• What you will do: Some of the lines below need repeating. Reproduce exactly those between the lines holding "return self.epoch;" and "loaded transcript wholesale.", inclusive.

** Opening Provided information block **

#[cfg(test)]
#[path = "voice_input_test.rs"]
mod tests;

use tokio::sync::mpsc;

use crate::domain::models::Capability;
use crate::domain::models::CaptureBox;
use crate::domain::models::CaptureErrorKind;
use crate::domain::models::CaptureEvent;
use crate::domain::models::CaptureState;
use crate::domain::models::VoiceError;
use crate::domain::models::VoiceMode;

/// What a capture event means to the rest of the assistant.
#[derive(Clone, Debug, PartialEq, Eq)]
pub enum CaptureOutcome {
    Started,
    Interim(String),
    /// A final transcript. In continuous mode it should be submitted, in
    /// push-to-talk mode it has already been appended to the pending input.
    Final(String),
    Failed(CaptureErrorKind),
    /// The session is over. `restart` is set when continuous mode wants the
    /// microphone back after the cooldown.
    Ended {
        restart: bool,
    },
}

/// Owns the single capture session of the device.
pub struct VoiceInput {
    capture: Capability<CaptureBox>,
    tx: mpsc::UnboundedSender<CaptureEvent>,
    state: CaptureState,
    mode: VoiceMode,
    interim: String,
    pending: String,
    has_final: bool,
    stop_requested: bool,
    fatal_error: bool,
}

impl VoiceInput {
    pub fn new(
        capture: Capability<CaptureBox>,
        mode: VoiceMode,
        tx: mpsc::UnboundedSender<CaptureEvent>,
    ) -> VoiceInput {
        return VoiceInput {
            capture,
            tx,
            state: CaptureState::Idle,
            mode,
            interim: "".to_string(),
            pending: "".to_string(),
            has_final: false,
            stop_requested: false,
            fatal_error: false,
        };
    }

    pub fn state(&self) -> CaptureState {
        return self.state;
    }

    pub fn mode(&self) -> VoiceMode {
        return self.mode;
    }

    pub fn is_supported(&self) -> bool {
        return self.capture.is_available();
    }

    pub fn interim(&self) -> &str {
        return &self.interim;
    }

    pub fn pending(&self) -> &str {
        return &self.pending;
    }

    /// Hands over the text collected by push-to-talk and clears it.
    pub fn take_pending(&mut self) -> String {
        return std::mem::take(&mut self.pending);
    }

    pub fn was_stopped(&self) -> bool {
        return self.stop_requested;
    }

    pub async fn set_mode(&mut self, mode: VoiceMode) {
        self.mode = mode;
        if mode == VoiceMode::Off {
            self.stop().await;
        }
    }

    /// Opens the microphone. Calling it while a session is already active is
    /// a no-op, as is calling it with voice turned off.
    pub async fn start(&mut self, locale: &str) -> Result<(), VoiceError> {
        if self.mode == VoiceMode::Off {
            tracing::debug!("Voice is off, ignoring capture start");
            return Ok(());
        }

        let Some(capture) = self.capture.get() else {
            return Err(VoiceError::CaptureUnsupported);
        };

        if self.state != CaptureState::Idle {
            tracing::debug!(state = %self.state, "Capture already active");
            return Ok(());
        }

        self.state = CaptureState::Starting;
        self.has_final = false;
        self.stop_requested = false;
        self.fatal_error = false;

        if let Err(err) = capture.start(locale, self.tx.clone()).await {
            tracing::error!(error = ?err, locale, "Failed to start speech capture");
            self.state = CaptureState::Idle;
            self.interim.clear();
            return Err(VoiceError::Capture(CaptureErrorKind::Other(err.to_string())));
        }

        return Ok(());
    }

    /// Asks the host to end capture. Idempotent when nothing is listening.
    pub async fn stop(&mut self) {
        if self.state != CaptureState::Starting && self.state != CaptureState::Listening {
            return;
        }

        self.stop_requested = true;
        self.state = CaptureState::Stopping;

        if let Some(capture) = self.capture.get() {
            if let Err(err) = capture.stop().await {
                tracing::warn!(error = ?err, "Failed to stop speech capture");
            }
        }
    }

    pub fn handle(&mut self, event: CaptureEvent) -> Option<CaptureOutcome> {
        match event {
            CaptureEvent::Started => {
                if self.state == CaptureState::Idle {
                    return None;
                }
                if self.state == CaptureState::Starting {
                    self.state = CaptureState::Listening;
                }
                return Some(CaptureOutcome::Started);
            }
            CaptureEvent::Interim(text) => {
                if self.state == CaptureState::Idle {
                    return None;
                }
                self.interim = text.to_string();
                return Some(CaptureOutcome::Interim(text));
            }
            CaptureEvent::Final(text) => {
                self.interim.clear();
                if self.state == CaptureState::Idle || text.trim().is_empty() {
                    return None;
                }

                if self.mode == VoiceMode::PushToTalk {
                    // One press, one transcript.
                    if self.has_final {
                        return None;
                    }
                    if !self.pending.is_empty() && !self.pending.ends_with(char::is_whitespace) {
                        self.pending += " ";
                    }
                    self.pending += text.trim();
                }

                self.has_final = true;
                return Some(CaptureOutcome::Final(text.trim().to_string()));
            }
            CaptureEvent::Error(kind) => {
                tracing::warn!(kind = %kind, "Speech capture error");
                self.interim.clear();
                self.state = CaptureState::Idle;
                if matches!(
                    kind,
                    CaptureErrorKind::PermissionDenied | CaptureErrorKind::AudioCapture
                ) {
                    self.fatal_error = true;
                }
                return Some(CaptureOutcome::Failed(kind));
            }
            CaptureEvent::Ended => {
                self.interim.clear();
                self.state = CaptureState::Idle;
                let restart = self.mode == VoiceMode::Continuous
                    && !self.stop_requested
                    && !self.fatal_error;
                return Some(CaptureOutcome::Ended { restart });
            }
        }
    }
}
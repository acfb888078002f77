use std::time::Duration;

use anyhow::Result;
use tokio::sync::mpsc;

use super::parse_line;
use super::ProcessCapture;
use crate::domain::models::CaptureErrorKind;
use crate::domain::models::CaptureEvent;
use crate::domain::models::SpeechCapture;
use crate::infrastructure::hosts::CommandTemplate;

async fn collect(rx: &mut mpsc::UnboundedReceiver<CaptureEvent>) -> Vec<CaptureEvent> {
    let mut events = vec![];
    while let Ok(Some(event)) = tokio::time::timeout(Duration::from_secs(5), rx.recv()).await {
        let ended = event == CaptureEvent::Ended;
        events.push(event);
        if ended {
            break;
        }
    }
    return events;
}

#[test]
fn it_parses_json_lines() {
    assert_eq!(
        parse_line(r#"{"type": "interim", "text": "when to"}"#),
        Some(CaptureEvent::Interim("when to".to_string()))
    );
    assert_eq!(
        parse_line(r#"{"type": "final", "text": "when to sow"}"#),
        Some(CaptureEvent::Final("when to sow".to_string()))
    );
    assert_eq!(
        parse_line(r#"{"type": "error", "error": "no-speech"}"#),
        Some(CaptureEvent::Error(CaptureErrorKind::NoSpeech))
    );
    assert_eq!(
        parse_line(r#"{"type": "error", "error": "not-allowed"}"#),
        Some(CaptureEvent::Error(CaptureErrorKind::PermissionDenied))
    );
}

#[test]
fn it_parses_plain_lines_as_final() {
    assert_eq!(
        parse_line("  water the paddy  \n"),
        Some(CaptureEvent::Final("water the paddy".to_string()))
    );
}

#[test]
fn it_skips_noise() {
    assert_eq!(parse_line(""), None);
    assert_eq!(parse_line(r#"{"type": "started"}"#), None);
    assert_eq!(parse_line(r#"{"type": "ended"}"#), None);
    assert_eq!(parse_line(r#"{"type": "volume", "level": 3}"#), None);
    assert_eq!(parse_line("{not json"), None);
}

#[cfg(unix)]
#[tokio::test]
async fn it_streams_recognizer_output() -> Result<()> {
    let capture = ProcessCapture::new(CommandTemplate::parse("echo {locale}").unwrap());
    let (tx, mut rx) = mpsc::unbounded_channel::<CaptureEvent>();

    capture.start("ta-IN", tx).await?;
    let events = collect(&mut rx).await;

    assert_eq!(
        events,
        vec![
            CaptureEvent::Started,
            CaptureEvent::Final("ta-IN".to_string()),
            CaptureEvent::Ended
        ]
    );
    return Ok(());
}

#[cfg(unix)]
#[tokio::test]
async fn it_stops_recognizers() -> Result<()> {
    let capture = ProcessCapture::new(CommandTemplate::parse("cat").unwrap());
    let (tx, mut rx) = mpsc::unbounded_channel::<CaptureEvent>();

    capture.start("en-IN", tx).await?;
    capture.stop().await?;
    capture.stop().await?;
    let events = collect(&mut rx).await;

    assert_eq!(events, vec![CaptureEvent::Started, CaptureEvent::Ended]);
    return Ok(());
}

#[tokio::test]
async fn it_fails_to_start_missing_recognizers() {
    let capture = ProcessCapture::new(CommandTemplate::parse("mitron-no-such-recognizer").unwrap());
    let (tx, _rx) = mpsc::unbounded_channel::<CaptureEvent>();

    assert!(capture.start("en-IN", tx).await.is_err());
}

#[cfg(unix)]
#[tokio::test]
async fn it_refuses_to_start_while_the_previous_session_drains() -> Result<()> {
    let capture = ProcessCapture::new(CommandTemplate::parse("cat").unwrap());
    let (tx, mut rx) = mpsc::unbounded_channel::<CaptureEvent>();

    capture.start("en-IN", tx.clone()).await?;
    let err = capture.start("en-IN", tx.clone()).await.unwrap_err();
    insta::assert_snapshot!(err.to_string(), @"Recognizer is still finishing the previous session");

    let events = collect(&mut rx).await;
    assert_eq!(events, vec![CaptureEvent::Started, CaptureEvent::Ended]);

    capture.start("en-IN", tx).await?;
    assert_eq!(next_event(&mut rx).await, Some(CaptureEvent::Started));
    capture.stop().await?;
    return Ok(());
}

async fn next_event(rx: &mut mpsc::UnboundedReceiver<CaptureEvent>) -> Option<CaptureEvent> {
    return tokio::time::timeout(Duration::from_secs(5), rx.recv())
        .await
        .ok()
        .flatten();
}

** Closing Provided information block **
** Opening Provided information block **

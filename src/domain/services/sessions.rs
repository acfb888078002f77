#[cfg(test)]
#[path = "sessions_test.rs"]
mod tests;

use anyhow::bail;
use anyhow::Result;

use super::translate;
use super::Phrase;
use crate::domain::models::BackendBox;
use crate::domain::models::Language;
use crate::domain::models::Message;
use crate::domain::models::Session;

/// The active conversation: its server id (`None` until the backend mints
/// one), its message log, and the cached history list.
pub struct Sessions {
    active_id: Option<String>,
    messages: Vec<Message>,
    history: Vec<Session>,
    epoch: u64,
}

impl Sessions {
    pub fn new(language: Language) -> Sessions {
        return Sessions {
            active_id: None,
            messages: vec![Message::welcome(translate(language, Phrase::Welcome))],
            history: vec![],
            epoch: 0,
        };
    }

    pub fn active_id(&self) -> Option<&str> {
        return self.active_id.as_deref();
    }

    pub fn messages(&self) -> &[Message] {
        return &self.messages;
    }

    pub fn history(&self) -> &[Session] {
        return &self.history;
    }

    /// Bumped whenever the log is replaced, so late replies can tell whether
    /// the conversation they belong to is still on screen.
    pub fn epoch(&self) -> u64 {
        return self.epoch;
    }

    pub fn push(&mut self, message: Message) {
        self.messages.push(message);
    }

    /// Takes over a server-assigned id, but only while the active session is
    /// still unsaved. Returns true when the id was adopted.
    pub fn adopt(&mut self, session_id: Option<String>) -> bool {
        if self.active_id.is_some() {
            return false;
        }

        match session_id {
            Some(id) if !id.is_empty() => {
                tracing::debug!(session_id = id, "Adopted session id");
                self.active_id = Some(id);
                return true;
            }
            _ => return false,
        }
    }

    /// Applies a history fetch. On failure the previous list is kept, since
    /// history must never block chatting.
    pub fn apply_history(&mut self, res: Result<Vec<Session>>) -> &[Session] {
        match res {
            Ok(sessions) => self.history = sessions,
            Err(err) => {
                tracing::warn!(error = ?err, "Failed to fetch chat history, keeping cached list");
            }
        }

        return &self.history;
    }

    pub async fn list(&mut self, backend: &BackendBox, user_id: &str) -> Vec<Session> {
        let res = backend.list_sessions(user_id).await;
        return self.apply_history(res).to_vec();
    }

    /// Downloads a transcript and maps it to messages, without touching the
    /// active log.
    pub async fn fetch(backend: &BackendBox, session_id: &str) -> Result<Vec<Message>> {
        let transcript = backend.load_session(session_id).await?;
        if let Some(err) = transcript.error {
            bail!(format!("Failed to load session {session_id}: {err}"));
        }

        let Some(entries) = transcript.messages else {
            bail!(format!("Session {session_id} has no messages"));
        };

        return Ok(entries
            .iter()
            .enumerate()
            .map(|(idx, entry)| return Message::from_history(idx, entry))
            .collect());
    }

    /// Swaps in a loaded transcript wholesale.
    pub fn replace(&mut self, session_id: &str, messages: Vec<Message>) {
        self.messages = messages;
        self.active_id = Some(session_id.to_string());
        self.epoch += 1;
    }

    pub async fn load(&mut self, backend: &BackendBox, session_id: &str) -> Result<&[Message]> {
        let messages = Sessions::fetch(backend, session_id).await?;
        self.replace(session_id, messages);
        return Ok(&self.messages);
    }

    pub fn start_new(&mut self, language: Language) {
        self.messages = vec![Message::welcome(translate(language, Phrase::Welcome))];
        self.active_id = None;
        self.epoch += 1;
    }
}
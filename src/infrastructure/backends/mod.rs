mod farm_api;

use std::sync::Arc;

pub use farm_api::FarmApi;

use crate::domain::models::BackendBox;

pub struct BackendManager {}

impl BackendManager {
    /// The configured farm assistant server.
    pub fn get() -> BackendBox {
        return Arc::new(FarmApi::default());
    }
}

** Closing Provided information block **
** Opening Provided information block **

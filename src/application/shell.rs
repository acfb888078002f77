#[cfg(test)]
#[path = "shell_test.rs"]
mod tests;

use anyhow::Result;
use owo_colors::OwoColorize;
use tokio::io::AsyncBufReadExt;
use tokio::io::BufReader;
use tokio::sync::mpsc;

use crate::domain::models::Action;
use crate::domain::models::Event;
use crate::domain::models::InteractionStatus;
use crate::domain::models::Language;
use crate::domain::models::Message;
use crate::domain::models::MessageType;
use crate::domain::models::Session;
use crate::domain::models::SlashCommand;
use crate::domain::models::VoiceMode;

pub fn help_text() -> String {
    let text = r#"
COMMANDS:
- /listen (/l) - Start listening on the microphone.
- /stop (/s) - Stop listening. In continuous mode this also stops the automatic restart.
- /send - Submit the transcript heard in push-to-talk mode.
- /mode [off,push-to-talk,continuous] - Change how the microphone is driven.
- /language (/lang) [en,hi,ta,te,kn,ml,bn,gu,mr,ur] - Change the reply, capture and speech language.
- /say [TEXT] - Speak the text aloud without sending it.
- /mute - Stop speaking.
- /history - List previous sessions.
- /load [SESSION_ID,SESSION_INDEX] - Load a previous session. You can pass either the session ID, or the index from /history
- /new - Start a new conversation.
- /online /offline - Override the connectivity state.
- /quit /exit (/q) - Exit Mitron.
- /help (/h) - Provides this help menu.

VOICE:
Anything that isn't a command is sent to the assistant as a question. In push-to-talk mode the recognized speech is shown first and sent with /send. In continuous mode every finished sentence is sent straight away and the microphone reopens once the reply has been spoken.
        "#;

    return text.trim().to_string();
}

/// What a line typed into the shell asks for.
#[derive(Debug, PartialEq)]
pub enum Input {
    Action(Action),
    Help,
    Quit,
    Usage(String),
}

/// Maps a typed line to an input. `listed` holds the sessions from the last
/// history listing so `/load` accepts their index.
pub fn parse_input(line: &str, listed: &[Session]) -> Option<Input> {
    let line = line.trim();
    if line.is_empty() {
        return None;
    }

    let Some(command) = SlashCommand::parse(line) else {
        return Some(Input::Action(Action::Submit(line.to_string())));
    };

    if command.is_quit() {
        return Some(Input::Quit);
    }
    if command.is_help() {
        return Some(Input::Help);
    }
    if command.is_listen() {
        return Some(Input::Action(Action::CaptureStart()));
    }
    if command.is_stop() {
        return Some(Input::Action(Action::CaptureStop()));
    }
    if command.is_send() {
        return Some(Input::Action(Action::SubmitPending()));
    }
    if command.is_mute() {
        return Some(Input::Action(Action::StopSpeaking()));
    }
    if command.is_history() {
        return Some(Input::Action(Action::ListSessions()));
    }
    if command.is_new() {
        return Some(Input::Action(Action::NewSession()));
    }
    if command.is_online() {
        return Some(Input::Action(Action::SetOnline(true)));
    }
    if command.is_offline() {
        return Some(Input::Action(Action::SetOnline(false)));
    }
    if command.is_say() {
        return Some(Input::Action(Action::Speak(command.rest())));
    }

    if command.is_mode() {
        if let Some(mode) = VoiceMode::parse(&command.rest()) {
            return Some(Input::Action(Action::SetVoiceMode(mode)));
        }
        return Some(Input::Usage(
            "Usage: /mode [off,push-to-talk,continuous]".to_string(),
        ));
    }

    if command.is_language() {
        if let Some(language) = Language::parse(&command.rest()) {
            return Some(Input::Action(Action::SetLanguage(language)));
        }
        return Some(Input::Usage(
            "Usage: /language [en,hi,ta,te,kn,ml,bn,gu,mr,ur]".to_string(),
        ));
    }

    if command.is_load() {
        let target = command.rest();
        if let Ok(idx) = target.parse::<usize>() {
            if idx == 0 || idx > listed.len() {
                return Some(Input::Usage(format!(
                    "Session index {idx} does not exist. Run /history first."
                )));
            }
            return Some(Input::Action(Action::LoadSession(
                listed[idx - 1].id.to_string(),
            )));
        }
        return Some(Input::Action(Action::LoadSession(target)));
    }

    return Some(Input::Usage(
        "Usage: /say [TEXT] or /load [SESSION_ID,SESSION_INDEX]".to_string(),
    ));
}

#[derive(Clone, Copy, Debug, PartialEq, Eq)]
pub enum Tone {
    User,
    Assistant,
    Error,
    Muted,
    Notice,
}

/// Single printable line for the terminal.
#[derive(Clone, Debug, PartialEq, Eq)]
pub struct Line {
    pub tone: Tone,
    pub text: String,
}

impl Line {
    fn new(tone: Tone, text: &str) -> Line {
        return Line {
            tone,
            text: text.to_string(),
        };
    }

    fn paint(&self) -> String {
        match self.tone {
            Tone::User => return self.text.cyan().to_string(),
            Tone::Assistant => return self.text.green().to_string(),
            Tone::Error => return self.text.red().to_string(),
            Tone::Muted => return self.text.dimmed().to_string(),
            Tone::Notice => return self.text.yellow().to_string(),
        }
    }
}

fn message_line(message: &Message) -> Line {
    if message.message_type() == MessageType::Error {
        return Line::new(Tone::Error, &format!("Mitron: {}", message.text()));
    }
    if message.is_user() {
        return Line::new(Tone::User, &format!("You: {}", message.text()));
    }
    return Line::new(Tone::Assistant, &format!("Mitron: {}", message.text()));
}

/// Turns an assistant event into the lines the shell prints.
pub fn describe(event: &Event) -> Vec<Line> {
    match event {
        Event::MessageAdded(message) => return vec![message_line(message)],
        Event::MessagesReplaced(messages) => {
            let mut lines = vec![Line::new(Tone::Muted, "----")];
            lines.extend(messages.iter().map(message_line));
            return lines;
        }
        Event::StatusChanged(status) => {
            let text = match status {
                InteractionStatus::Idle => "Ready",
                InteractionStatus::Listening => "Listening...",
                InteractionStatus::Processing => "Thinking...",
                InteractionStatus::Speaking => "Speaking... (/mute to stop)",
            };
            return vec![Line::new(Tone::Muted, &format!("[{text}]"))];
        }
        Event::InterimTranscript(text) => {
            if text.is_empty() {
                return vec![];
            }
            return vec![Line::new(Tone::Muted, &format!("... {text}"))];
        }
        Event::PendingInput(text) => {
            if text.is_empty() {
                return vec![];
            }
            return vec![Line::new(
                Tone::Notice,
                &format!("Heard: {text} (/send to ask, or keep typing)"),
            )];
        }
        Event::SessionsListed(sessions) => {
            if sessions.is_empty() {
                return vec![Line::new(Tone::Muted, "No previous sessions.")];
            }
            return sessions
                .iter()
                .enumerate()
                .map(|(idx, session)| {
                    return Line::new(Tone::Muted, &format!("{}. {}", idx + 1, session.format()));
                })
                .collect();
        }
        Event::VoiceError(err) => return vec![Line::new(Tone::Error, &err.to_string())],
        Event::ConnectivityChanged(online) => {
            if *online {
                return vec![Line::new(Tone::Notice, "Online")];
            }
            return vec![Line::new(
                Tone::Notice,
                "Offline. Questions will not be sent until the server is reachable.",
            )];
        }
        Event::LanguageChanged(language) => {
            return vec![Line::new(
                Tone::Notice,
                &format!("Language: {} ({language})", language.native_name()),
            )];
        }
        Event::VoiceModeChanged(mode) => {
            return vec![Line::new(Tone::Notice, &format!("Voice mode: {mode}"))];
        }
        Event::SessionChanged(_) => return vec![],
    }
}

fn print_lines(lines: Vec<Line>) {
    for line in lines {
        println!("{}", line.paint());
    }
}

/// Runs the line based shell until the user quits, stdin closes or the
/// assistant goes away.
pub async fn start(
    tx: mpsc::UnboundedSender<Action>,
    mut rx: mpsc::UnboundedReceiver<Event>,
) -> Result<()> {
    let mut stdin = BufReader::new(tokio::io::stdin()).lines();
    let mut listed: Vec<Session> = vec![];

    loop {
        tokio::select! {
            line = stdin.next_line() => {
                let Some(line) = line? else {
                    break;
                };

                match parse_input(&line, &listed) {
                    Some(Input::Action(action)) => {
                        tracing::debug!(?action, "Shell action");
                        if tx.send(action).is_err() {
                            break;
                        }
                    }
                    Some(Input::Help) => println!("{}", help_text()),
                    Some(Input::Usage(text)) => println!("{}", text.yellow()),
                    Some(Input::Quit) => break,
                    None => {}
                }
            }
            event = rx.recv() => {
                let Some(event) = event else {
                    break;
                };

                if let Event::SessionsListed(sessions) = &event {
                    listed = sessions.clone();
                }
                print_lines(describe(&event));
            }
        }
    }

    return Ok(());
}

** Closing Provided information block **

• Task solution:
        return self.epoch;
    }

    pub fn push(&mut self, message: Message) {
        self.messages.push(message);
    }

    /// Takes over a server-assigned id, but only while the active session is
    /// still unsaved. Returns true when the id was adopted.
    pub fn adopt(&mut self, session_id: Option<String>) -> bool {
        if self.active_id.is_some() {
            return false;
        }

        match session_id {
            Some(id) if !id.is_empty() => {
                tracing::debug!(session_id = id, "Adopted session id");
                self.active_id = Some(id);
                return true;
            }
            _ => return false,
        }
    }

    /// Applies a history fetch. On failure the previous list is kept, since
    /// history must never block chatting.
    pub fn apply_history(&mut self, res: Result<Vec<Session>>) -> &[Session] {
        match res {
            Ok(sessions) => self.history = sessions,
            Err(err) => {
                tracing::warn!(error = ?err, "Failed to fetch chat history, keeping cached list");
            }
        }

        return &self.history;
    }

    pub async fn list(&mut self, backend: &BackendBox, user_id: &str) -> Vec<Session> {
        let res = backend.list_sessions(user_id).await;
        return self.apply_history(res).to_vec();
    }

    /// Downloads a transcript and maps it to messages, without touching the
    /// active log.
    pub async fn fetch(backend: &BackendBox, session_id: &str) -> Result<Vec<Message>> {
        let transcript = backend.load_session(session_id).await?;
        if let Some(err) = transcript.error {
            bail!(format!("Failed to load session {session_id}: {err}"));
        }

        let Some(entries) = transcript.messages else {
            bail!(format!("Session {session_id} has no messages"));
        };

        return Ok(entries
            .iter()
            .enumerate()
            .map(|(idx, entry)| return Message::from_history(idx, entry))
            .collect());
    }

    /// Swaps in a loaded transcript wholesale.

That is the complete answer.